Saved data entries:
○ ○ ○ ○ ○ ○ ○
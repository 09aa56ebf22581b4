use std::io::{self, Read};

use crossterm::event::{KeyCode, KeyEvent, KeyModifiers};

use folio::config::ReaderConfig;
use folio::engine::scripted::{BookManifest, EngineCall, ScriptedEngine};
use folio::engine::{
    Cfi, DisplayTarget, EngineEvent, EventKind, EventPayload, Generation, ListenerId, Location,
    Spread,
};
use folio::session::{Direction, FontSize, LineHeight, LocationIndex, Notice, Phase, ReadingSession};
use folio::{NavigationInputError, RenderingEngine, SessionError, theme};

const TEN_CHAPTERS: &[u8] = include_bytes!("fixtures/ten_chapters.toml");

fn session() -> ReadingSession<ScriptedEngine> {
    ReadingSession::new(
        ScriptedEngine::new(),
        DisplayTarget::new("viewer"),
        ReaderConfig::default(),
        theme::get(theme::DEFAULT_THEME).expect("default theme should exist"),
    )
}

/// Load the ten-chapter fixture and drain every notification.
fn reading_session() -> ReadingSession<ScriptedEngine> {
    let mut s = session();
    s.load_bytes(TEN_CHAPTERS.to_vec()).expect("fixture should load");
    s.pump();
    assert_eq!(s.phase(), Phase::Reading);
    s
}

fn press(s: &mut ReadingSession<ScriptedEngine>, c: char) {
    s.handle_key(KeyEvent::new(KeyCode::Char(c), KeyModifiers::NONE), false);
}

#[test]
fn test_contents_lists_every_chapter() {
    let s = reading_session();
    assert_eq!(s.title(), Some("Ten Chapters"));
    let toc = s.toc();
    assert_eq!(toc.len(), 10);
    assert_eq!(toc[0].label, "Loomings");
    assert_eq!(toc[9].href, "text/ch10.xhtml");
    // 3300 characters per chapter, one location every 1650
    assert_eq!(s.total_pages(), 20);
    assert_eq!(s.current_page(), 1);
    assert_eq!(s.page_input(), "1");
}

#[test]
fn test_contents_entry_closes_menu_and_moves() {
    let mut s = reading_session();
    press(&mut s, 't');
    assert!(s.menu_open());

    assert!(s.go_to_toc_index(4));
    assert!(!s.menu_open(), "choosing an entry should close the menu");
    s.pump();
    // chapter 5 starts at location 8
    assert_eq!(s.current_page(), 9);
    assert_eq!(s.page_input(), "9");
    let rendition = s.rendition().expect("rendition should exist");
    let view = s.engine().view(rendition).expect("view should exist");
    assert_eq!(view.chapter_label, "Breakfast");
}

#[test]
fn test_font_size_keys_clamp_at_max() {
    let mut s = reading_session();
    s.engine_mut().take_calls();
    for _ in 0..12 {
        press(&mut s, '+');
    }
    assert_eq!(s.settings().font_size, FontSize::MAX);
    assert_eq!(s.settings().font_size.px(), 36);

    // Unchanged values are not pushed again.
    let overrides: Vec<String> = s
        .engine()
        .calls()
        .iter()
        .filter_map(|c| match c {
            EngineCall::OverrideStyle { property, value } if property == "font-size" => {
                Some(value.clone())
            }
            _ => None,
        })
        .collect();
    assert_eq!(overrides.len(), 9);
    assert_eq!(overrides.last().map(String::as_str), Some("36px"));
}

#[test]
fn test_line_height_keys_clamp_at_min() {
    let mut s = reading_session();
    for _ in 0..8 {
        press(&mut s, '[');
    }
    assert_eq!(s.settings().line_height, LineHeight::MIN);
    assert_eq!(s.settings().line_height.to_string(), "1.2");

    let rendition = s.rendition().expect("rendition should exist");
    let view = s.engine().view(rendition).expect("view should exist");
    assert!((view.line_height - 1.2).abs() < 1e-9);
}

#[test]
fn test_shortcuts_ignored_while_page_box_focused() {
    let mut s = reading_session();
    let plus = KeyEvent::new(KeyCode::Char('+'), KeyModifiers::NONE);
    assert_eq!(s.handle_key(plus, true), None);
    assert_eq!(s.settings().font_size, FontSize::default());
}

#[test]
fn test_mobile_viewport_forces_single_page() {
    let mut s = reading_session();
    assert_eq!(s.settings().spread, Spread::Auto);
    assert!(s.spread_control_enabled());

    s.set_viewport_width(500);
    assert!(s.is_mobile());
    assert_eq!(s.settings().spread, Spread::None);
    assert!(!s.spread_control_enabled());
    assert!(!s.set_spread(Spread::Auto), "auto must be refused on mobile");
    assert_eq!(s.settings().spread, Spread::None);

    // Growing back does not restore two-page mode.
    s.set_viewport_width(1280);
    assert!(s.spread_control_enabled());
    assert_eq!(s.settings().spread, Spread::None);
}

#[test]
fn test_load_on_narrow_viewport_renders_single_page() {
    let mut s = session();
    s.set_viewport_width(500);
    s.load_bytes(TEN_CHAPTERS.to_vec()).expect("fixture should load");
    s.pump();

    assert_eq!(s.settings().spread, Spread::None);
    let spreads: Vec<Spread> = s
        .engine()
        .calls()
        .iter()
        .filter_map(|c| match c {
            EngineCall::RenderTo { spread, .. } => Some(*spread),
            _ => None,
        })
        .collect();
    assert_eq!(spreads, vec![Spread::None]);
}

#[test]
fn test_spread_change_redisplays_retained_position() {
    let mut s = reading_session();
    assert!(s.go_to_adjacent(Direction::Next));
    s.pump();
    let cfi = s.last_cfi().cloned().expect("position should be retained");
    assert_ne!(cfi.as_str(), "epubcfi(/6/2!/4/1:0)");

    s.engine_mut().take_calls();
    assert!(s.set_spread(Spread::None));
    assert_eq!(
        s.engine().calls(),
        &[
            EngineCall::SetSpread(Spread::None),
            EngineCall::Display(Some(cfi.as_str().to_string())),
        ]
    );
}

#[test]
fn test_second_load_mid_build_replaces_first() {
    let mut s = session();
    s.load_bytes(TEN_CHAPTERS.to_vec()).expect("fixture should load");

    // Let the first book report ready and start indexing, then switch books.
    let ready = s.engine_mut().poll_event().expect("ready should be queued");
    assert!(s.handle_event(ready));
    assert!(matches!(s.location_index(), LocationIndex::Building { .. }));

    let second = BookManifest::uniform("Second", 4, 1650);
    s.load_bytes(second.to_bytes()).expect("second book should load");
    s.pump();

    assert_eq!(s.phase(), Phase::Reading);
    assert_eq!(s.title(), Some("Second"));
    assert_eq!(s.toc().len(), 4);
    assert_eq!(s.total_pages(), 4);
    assert_eq!(s.current_page(), 1);
    assert_eq!(s.engine().live_books(), 1);
    assert_eq!(s.engine().live_renditions(), 1);
}

#[test]
fn test_stale_notifications_are_dropped() {
    let mut s = reading_session();
    let current = s.generation();
    let bogus_end = Location {
        start: Some(Cfi::new("epubcfi(/6/20!/4/1:1650)")),
        at_start: false,
        at_end: true,
    };

    let stale = EngineEvent {
        listener: ListenerId {
            generation: Generation(current.0 - 1),
            slot: 1,
        },
        payload: EventPayload::Relocated(bogus_end.clone()),
    };
    assert!(!s.handle_event(stale));

    let unknown = EngineEvent {
        listener: ListenerId {
            generation: current,
            slot: 9999,
        },
        payload: EventPayload::Relocated(bogus_end),
    };
    assert!(!s.handle_event(unknown));

    assert!(!s.at_end());
    assert_eq!(s.current_page(), 1);
}

#[test]
fn test_teardown_order() {
    let mut s = reading_session();
    let rendition = s.rendition().expect("rendition should exist");
    let book = s.book().expect("book should exist");
    let listeners = s.listener_count();
    assert!(listeners > 0);
    assert_eq!(s.engine().listener_count(), listeners);

    s.engine_mut().take_calls();
    s.close_book();
    let calls = s.engine().calls();
    assert_eq!(calls.len(), listeners + 2);
    assert!(calls[..listeners].iter().all(|c| matches!(c, EngineCall::Off(_))));
    assert_eq!(calls[listeners], EngineCall::DestroyRendition(rendition));
    assert_eq!(calls[listeners + 1], EngineCall::DestroyBook(book));

    assert_eq!(s.phase(), Phase::Idle);
    assert_eq!(s.listener_count(), 0);
    assert_eq!(s.engine().listener_count(), 0);
}

#[test]
fn test_rendered_handled_once() {
    let mut s = reading_session();
    assert!(s.is_rendered());
    let rendered_subs = s
        .engine()
        .calls()
        .iter()
        .filter(|c| **c == EngineCall::On(EventKind::Rendered))
        .count();
    assert_eq!(rendered_subs, 1);

    assert!(s.go_to_adjacent(Direction::Next));
    // Only the relocation reaches the session.
    assert_eq!(s.pump(), 1);
}

#[test]
fn test_page_number_round_trip() {
    let mut s = reading_session();
    let total = s.total_pages();
    for n in 1..=total {
        s.go_to_page_number(&n.to_string())
            .unwrap_or_else(|e| panic!("page {n} should resolve: {e}"));
        s.pump();
        assert_eq!(s.current_page(), n, "after jumping to page {n}");
    }
    assert!(s.at_end());
}

#[test]
fn test_invalid_page_input_restores_field() {
    let mut s = reading_session();
    s.go_to_page_number("5").expect("page 5 should resolve");
    s.pump();
    assert_eq!(s.current_page(), 5);

    for input in ["0", "21", "-3", "abc", "", "4.5"] {
        s.set_page_input(input);
        let err = s.submit_page_input().expect_err("input should be rejected");
        assert!(
            matches!(err, SessionError::NavigationInput(_)),
            "'{input}' gave {err:?}"
        );
        assert_eq!(s.page_input(), "5", "field not restored after '{input}'");
        assert_eq!(s.current_page(), 5);
    }
    assert!(s.notices().is_empty(), "bad input must not raise notices");

    assert!(matches!(
        s.go_to_page_number("21"),
        Err(SessionError::NavigationInput(NavigationInputError::OutOfRange {
            page: 21,
            total: 20
        }))
    ));
    // surrounding whitespace is fine
    s.go_to_page_number(" 7 ").expect("trimmed input should resolve");
}

#[test]
fn test_page_input_needs_index() {
    let mut s = session();
    s.load_bytes(TEN_CHAPTERS.to_vec()).expect("fixture should load");
    assert!(!s.page_input_enabled());
    assert!(matches!(
        s.go_to_page_number("1"),
        Err(SessionError::NavigationInput(NavigationInputError::IndexNotReady))
    ));
}

#[test]
fn test_boundaries_are_no_ops() {
    let mut s = reading_session();
    assert!(s.at_start());
    assert!(!s.can_go(Direction::Prev));
    s.engine_mut().take_calls();
    assert!(!s.go_to_adjacent(Direction::Prev));
    assert!(s.engine().calls().is_empty());

    s.go_to_page_number("20").expect("last page should resolve");
    s.pump();
    assert!(s.at_end());
    assert!(!s.can_go(Direction::Next));
    s.engine_mut().take_calls();
    assert!(!s.go_to_adjacent(Direction::Next));
    assert!(s.engine().calls().is_empty());
}

#[test]
fn test_swipes_turn_pages() {
    let mut s = reading_session();
    let rendition = s.rendition().expect("rendition should exist");

    let engine = s.engine_mut();
    engine.touch(rendition, EventKind::TouchStart, 400.0, 200.0);
    engine.touch(rendition, EventKind::TouchMove, 250.0, 210.0);
    engine.touch(rendition, EventKind::TouchEnd, 250.0, 210.0);
    s.pump();
    // two-page spread: 2400 characters forward lands in location 2
    assert_eq!(s.current_page(), 2);

    // mostly vertical: a scroll, not a page turn
    let engine = s.engine_mut();
    engine.touch(rendition, EventKind::TouchStart, 400.0, 100.0);
    engine.touch(rendition, EventKind::TouchMove, 330.0, 300.0);
    engine.touch(rendition, EventKind::TouchEnd, 330.0, 300.0);
    s.pump();
    assert_eq!(s.current_page(), 2);

    let engine = s.engine_mut();
    engine.touch(rendition, EventKind::TouchStart, 100.0, 200.0);
    engine.touch(rendition, EventKind::TouchMove, 300.0, 200.0);
    engine.touch(rendition, EventKind::TouchEnd, 300.0, 200.0);
    s.pump();
    assert_eq!(s.current_page(), 1);
    assert!(s.at_start());
}

#[test]
fn test_index_failure_tears_down() {
    let mut manifest = BookManifest::uniform("Broken", 3, 3300);
    manifest.fail_locations = true;

    let mut s = session();
    s.load_bytes(manifest.to_bytes()).expect("bytes should be accepted");
    s.pump();

    assert_eq!(s.phase(), Phase::Idle);
    assert_eq!(s.take_notices(), vec![Notice::BOOK_LOAD]);
    assert_eq!(s.engine().live_books(), 0);
    assert_eq!(s.engine().live_renditions(), 0);
    assert_eq!(s.engine().listener_count(), 0);
}

struct FailingReader;

impl Read for FailingReader {
    fn read(&mut self, _buf: &mut [u8]) -> io::Result<usize> {
        Err(io::Error::other("device unplugged"))
    }
}

#[test]
fn test_unreadable_file_raises_notice() {
    let mut s = session();
    let err = s.load_file(FailingReader).expect_err("read should fail");
    assert!(matches!(err, SessionError::FileRead(_)));
    assert_eq!(s.take_notices(), vec![Notice::FILE_READ]);
    assert_eq!(s.phase(), Phase::Idle);
    assert!(s.engine().calls().iter().all(|c| !matches!(c, EngineCall::OpenBook(_))));
}

#[test]
fn test_new_load_resets_settings() {
    let mut s = reading_session();
    press(&mut s, '+');
    press(&mut s, ']');
    assert_ne!(s.settings().font_size, FontSize::default());

    s.load_bytes(TEN_CHAPTERS.to_vec()).expect("fixture should load");
    s.pump();
    assert_eq!(s.settings().font_size, FontSize::default());
    assert_eq!(s.settings().line_height, LineHeight::default());
    assert_eq!(s.current_page(), 1);
}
○ ○ ○ ○ ○ ○ ○
EXERCISE REQUIREMENTS: Lines from the top of the entries through the line with "fn press(s: &mut" are to be transcribed exactly, and nothing more.

SOLVED PROBLEM:
repository 09aa56ebf22581b4
use std::io::{self, Read};

use crossterm::event::{KeyCode, KeyEvent, KeyModifiers};

use folio::config::ReaderConfig;
use folio::engine::scripted::{BookManifest, EngineCall, ScriptedEngine};
use folio::engine::{
    Cfi, DisplayTarget, EngineEvent, EventKind, EventPayload, Generation, ListenerId, Location,
    Spread,
};
use folio::session::{Direction, FontSize, LineHeight, LocationIndex, Notice, Phase, ReadingSession};
use folio::{NavigationInputError, RenderingEngine, SessionError, theme};

const TEN_CHAPTERS: &[u8] = include_bytes!("fixtures/ten_chapters.toml");

fn session() -> ReadingSession<ScriptedEngine> {
    ReadingSession::new(
        ScriptedEngine::new(),
        DisplayTarget::new("viewer"),
        ReaderConfig::default(),
        theme::get(theme::DEFAULT_THEME).expect("default theme should exist"),
    )
}

/// Load the ten-chapter fixture and drain every notification.
fn reading_session() -> ReadingSession<ScriptedEngine> {
    let mut s = session();
    s.load_bytes(TEN_CHAPTERS.to_vec()).expect("fixture should load");
    s.pump();
    assert_eq!(s.phase(), Phase::Reading);
    s
}

fn press(s: &mut ReadingSession<ScriptedEngine>, c: char) {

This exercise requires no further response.